これはアナザードライブにはベルトさんが最初から存在しない=未来に向かって歩みだすことのできない、つまり『泥が詰まったような』とかつて進ノ介が表現していた心のままということを示唆しているのかもしれない。
また、原典のドライブでも度々登場している『時間が止まってしまった』という表現を示す壊れて針が止まった時計のようにも見える。
左腕に装備するドア銃を模した武器もやはり壊れた車のドアのようで、「ひしゃげて開かなくなった車のドア」がモチーフともとれる。
こちらはオリジナルとは異なり開発者の独特の感性によるギミックは無いが、表面に『KEEP OUT』のテープが貼られ、代わりに変身者・ベルトさん・シフトカーの三位一体の象徴とも言えるシフトブレスが無くなっている。
単なる武器としての銃しか持たないアナザードライブの姿は、誰も乗らなくなった廃車を連想させるだけでなく、仲間達との絆を胸に戦い続けた本物のドライブとは対照的な「他者を拒み、誰かのために戦うことをしない冷徹な機械」とも解釈できる。ひしゃげて開かなくなったドアを心の象徴とするならば、ハート・ロイミュードを筆頭とするロイミュード達さえ持っていた心の強さを持たない、仮面ライダーにもロイミュードにもなりきれなかった半端者の末路がアナザードライブであると言える。
全体的には泊進ノ介に関する要素だけでなく、ロイミュード側とライダー側を経験したチェイスに関する要素を絡めたキャラクター造形とも言える。
アナザーライダー共通の名前と年号はそれぞれ左胸と左肩に描かれており、左胸に『DRIVE』、左肩に『2019』と描かれている。
能力
原典でロイミュードなどが持っていた重加速を操る能力を持ち、周囲の物体の動きを遅くする事が可能。

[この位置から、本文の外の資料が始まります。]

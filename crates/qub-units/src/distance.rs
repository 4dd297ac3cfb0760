use std::fmt;
use std::ops::{Add, Div, Mul, Neg, Sub};
use std::str::FromStr;

use crate::UnitError;
use crate::error::split_measure;

#[derive(Debug, Clone, Copy, PartialEq, Eq)]
pub enum DistanceUnit {
    Millimeters,
    Centimeters,
    Meters,
    Kilometers,
    Inches,
    Feet,
    Miles,
}

impl DistanceUnit {
    pub const ALL: [DistanceUnit; 7] = [
        DistanceUnit::Millimeters,
        DistanceUnit::Centimeters,
        DistanceUnit::Meters,
        DistanceUnit::Kilometers,
        DistanceUnit::Inches,
        DistanceUnit::Feet,
        DistanceUnit::Miles,
    ];

    fn meters_per_unit(self) -> f64 {
        match self {
            DistanceUnit::Millimeters => 0.001,
            DistanceUnit::Centimeters => 0.01,
            DistanceUnit::Meters => 1.0,
            DistanceUnit::Kilometers => 1000.0,
            DistanceUnit::Inches => 0.0254,
            DistanceUnit::Feet => 0.3048,
            DistanceUnit::Miles => 1609.344,
        }
    }

    pub fn label(self) -> &'static str {
        match self {
            DistanceUnit::Millimeters => "Millimeters",
            DistanceUnit::Centimeters => "Centimeters",
            DistanceUnit::Meters => "Meters",
            DistanceUnit::Kilometers => "Kilometers",
            DistanceUnit::Inches => "Inches",
            DistanceUnit::Feet => "Feet",
            DistanceUnit::Miles => "Miles",
        }
    }

    pub fn abbreviation(self) -> &'static str {
        match self {
            DistanceUnit::Millimeters => "mm",
            DistanceUnit::Centimeters => "cm",
            DistanceUnit::Meters => "m",
            DistanceUnit::Kilometers => "km",
            DistanceUnit::Inches => "in",
            DistanceUnit::Feet => "ft",
            DistanceUnit::Miles => "mi",
        }
    }
}

impl FromStr for DistanceUnit {
    type Err = UnitError;

    /// Accepts the abbreviation or the (singular or plural) unit name,
    /// ASCII case-insensitive.
    fn from_str(text: &str) -> Result<Self, UnitError> {
        let lower = text.trim().to_ascii_lowercase();
        let unit = match lower.as_str() {
            "mm" | "millimeter" | "millimeters" => DistanceUnit::Millimeters,
            "cm" | "centimeter" | "centimeters" => DistanceUnit::Centimeters,
            "m" | "meter" | "meters" => DistanceUnit::Meters,
            "km" | "kilometer" | "kilometers" => DistanceUnit::Kilometers,
            "in" | "inch" | "inches" => DistanceUnit::Inches,
            "ft" | "foot" | "feet" => DistanceUnit::Feet,
            "mi" | "mile" | "miles" => DistanceUnit::Miles,
            _ => {
                return Err(UnitError::UnknownUnit {
                    unit: text.trim().to_string(),
                });
            }
        };
        Ok(unit)
    }
}

impl fmt::Display for DistanceUnit {
    fn fmt(&self, f: &mut fmt::Formatter<'_>) -> fmt::Result {
        f.write_str(self.label())
    }
}

/// A linear measure: a magnitude paired with a [`DistanceUnit`].
#[derive(Debug, Clone, Copy)]
pub struct Distance {
    value: f64,
    unit: DistanceUnit,
}

impl Distance {
    pub fn new(value: f64, unit: DistanceUnit) -> Self {
        Self { value, unit }
    }

    pub fn millimeters(value: f64) -> Self {
        Self::new(value, DistanceUnit::Millimeters)
    }

    pub fn centimeters(value: f64) -> Self {
        Self::new(value, DistanceUnit::Centimeters)
    }

    pub fn meters(value: f64) -> Self {
        Self::new(value, DistanceUnit::Meters)
    }

    pub fn kilometers(value: f64) -> Self {
        Self::new(value, DistanceUnit::Kilometers)
    }

    pub fn inches(value: f64) -> Self {
        Self::new(value, DistanceUnit::Inches)
    }

    pub fn feet(value: f64) -> Self {
        Self::new(value, DistanceUnit::Feet)
    }

    pub fn miles(value: f64) -> Self {
        Self::new(value, DistanceUnit::Miles)
    }

    pub fn zero() -> Self {
        Self::meters(0.0)
    }

    pub fn value(&self) -> f64 {
        self.value
    }

    pub fn unit(&self) -> DistanceUnit {
        self.unit
    }

    pub fn to_meters(&self) -> f64 {
        self.value * self.unit.meters_per_unit()
    }

    /// The same measure expressed in `unit`.
    pub fn convert_to(&self, unit: DistanceUnit) -> Self {
        Self::new(self.to_meters() / unit.meters_per_unit(), unit)
    }
}

impl Add for Distance {
    type Output = Distance;

    fn add(self, rhs: Distance) -> Distance {
        Distance::new(self.value + rhs.convert_to(self.unit).value, self.unit)
    }
}

impl Sub for Distance {
    type Output = Distance;

    fn sub(self, rhs: Distance) -> Distance {
        Distance::new(self.value - rhs.convert_to(self.unit).value, self.unit)
    }
}

impl Mul<f64> for Distance {
    type Output = Distance;

    fn mul(self, rhs: f64) -> Distance {
        Distance::new(self.value * rhs, self.unit)
    }
}

impl Div<f64> for Distance {
    type Output = Distance;

    /// # Panics
    ///
    /// Panics when dividing by zero.
    fn div(self, rhs: f64) -> Distance {
        assert!(rhs != 0.0, "cannot divide a distance by zero");
        Distance::new(self.value / rhs, self.unit)
    }
}

impl Neg for Distance {
    type Output = Distance;

    fn neg(self) -> Distance {
        Distance::new(-self.value, self.unit)
    }
}

impl PartialEq for Distance {
    fn eq(&self, other: &Distance) -> bool {
        self.to_meters() == other.to_meters()
    }
}

impl PartialOrd for Distance {
    fn partial_cmp(&self, other: &Distance) -> Option<std::cmp::Ordering> {
        self.to_meters().partial_cmp(&other.to_meters())
    }
}

impl fmt::Display for Distance {
    fn fmt(&self, f: &mut fmt::Formatter<'_>) -> fmt::Result {
        write!(f, "{} {}", self.value, self.unit.label())
    }
}

impl FromStr for Distance {
    type Err = UnitError;

    /// Parses measures like `5km`, `26.2 mi`, or `3 meters`.
    fn from_str(text: &str) -> Result<Self, UnitError> {
        let (value, unit) = split_measure(text)?;
        Ok(Self::new(value, unit.parse()?))
    }
}
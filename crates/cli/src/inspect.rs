use anyhow::Result;
use qub_process::{CommandLineAction, Process};
use qub_streams::CharacterWriteStream;

pub fn action() -> CommandLineAction {
    CommandLineAction::new("args", run)
        .with_description("Show how the arguments were parsed")
}

fn run(process: &mut Process) -> Result<()> {
    tracing::debug!("executing args action");

    let arguments = process.arguments().clone();
    process.output().write_line(&arguments.to_string())?;

    qub_json::write_object(process.output(), |object| {
        object.array_property("named", |named| {
            for argument in arguments.iter().filter(|argument| !argument.is_anonymous()) {
                named.object_element(|entry| {
                    entry.string_property("name", argument.name())?;
                    match argument.value() {
                        Some(value) => entry.string_property("value", value),
                        None => entry.null_property("value"),
                    }
                })?;
            }
            Ok(())
        })?;
        object.array_property("anonymous", |anonymous| {
            for argument in arguments.iter().filter(|argument| argument.is_anonymous()) {
                anonymous.string_element(argument.value().unwrap_or(""))?;
            }
            Ok(())
        })
    })?;
    process.output().write_line("")?;
    Ok(())
}
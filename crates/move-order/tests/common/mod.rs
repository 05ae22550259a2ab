#![allow(dead_code)]

use chess_core::{Color, Move, Piece, Square};
use move_order::OrderingBoard;
use std::cell::Cell;
use std::collections::HashMap;

/// Board double with exchange values and piece placement fixed per test.
#[derive(Default)]
pub struct ScriptedBoard {
    pieces: HashMap<Square, Piece>,
    see: HashMap<Move, i32>,
    exchange: HashMap<Move, i32>,
    mvv_lva: HashMap<Move, i32>,
    see_calls: Cell<usize>,
}

impl ScriptedBoard {
    pub fn new() -> Self {
        Self::default()
    }

    /// Places a piece of the side to move. Unplaced squares report a pawn.
    pub fn with_piece(mut self, sq: &str, piece: Piece) -> Self {
        self.pieces.insert(sq_of(sq), piece);
        self
    }

    /// Scripts a capture whose cheap exchange agrees with its SEE.
    pub fn with_capture(self, mv: Move, see: i32, mvv_lva: i32) -> Self {
        self.with_exchange(mv, see, see, mvv_lva)
    }

    pub fn with_exchange(mut self, mv: Move, see: i32, exchange: i32, mvv_lva: i32) -> Self {
        self.see.insert(mv, see);
        self.exchange.insert(mv, exchange);
        self.mvv_lva.insert(mv, mvv_lva);
        self
    }

    /// Number of full static exchange evaluations requested so far.
    pub fn see_calls(&self) -> usize {
        self.see_calls.get()
    }
}

impl OrderingBoard for ScriptedBoard {
    fn static_exchange(&self, _side: Color, mv: Move) -> i32 {
        self.see_calls.set(self.see_calls.get() + 1);
        self.see.get(&mv).copied().unwrap_or(0)
    }

    fn exchange_score(&self, _side: Color, mv: Move) -> i32 {
        self.exchange.get(&mv).copied().unwrap_or(0)
    }

    fn mvv_lva(&self, _side: Color, mv: Move) -> i32 {
        self.mvv_lva.get(&mv).copied().unwrap_or(0)
    }

    fn piece_on(&self, _side: Color, sq: Square) -> Piece {
        self.pieces.get(&sq).copied().unwrap_or(Piece::Pawn)
    }
}

pub fn sq_of(s: &str) -> Square {
    Square::from_algebraic(s).unwrap()
}

pub fn quiet(s: &str) -> Move {
    s.parse().unwrap()
}

pub fn capture(s: &str) -> Move {
    let m = quiet(s);
    Move::capture(m.from(), m.to())
}

pub fn init_tracing() {
    let _ = tracing_subscriber::fmt()
        .with_max_level(tracing::Level::TRACE)
        .with_test_writer()
        .try_init();
}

その力は強大で、劇中ではこの力でゲイツリバイブ疾風すらも遅くさせ、ウールに時間を止められた際もこの力で時間停止から脱出している。
マッハの変身者はかつてロイミュードと同じく重加速の力を持つ仮面ライダーを怪物に喩えていたが、本当に怪物と化した仮面ライダーが現れてしまう事となった。
なお、ここまで強力な重加速を何故使用できるのか、初登場の時点では謎であったのだが…(後述)
また、上述のドア銃のような装備による防御及び銃撃の他、本家の「オールタイヤアタック」のようなタイヤ型エネルギー弾を発射可能。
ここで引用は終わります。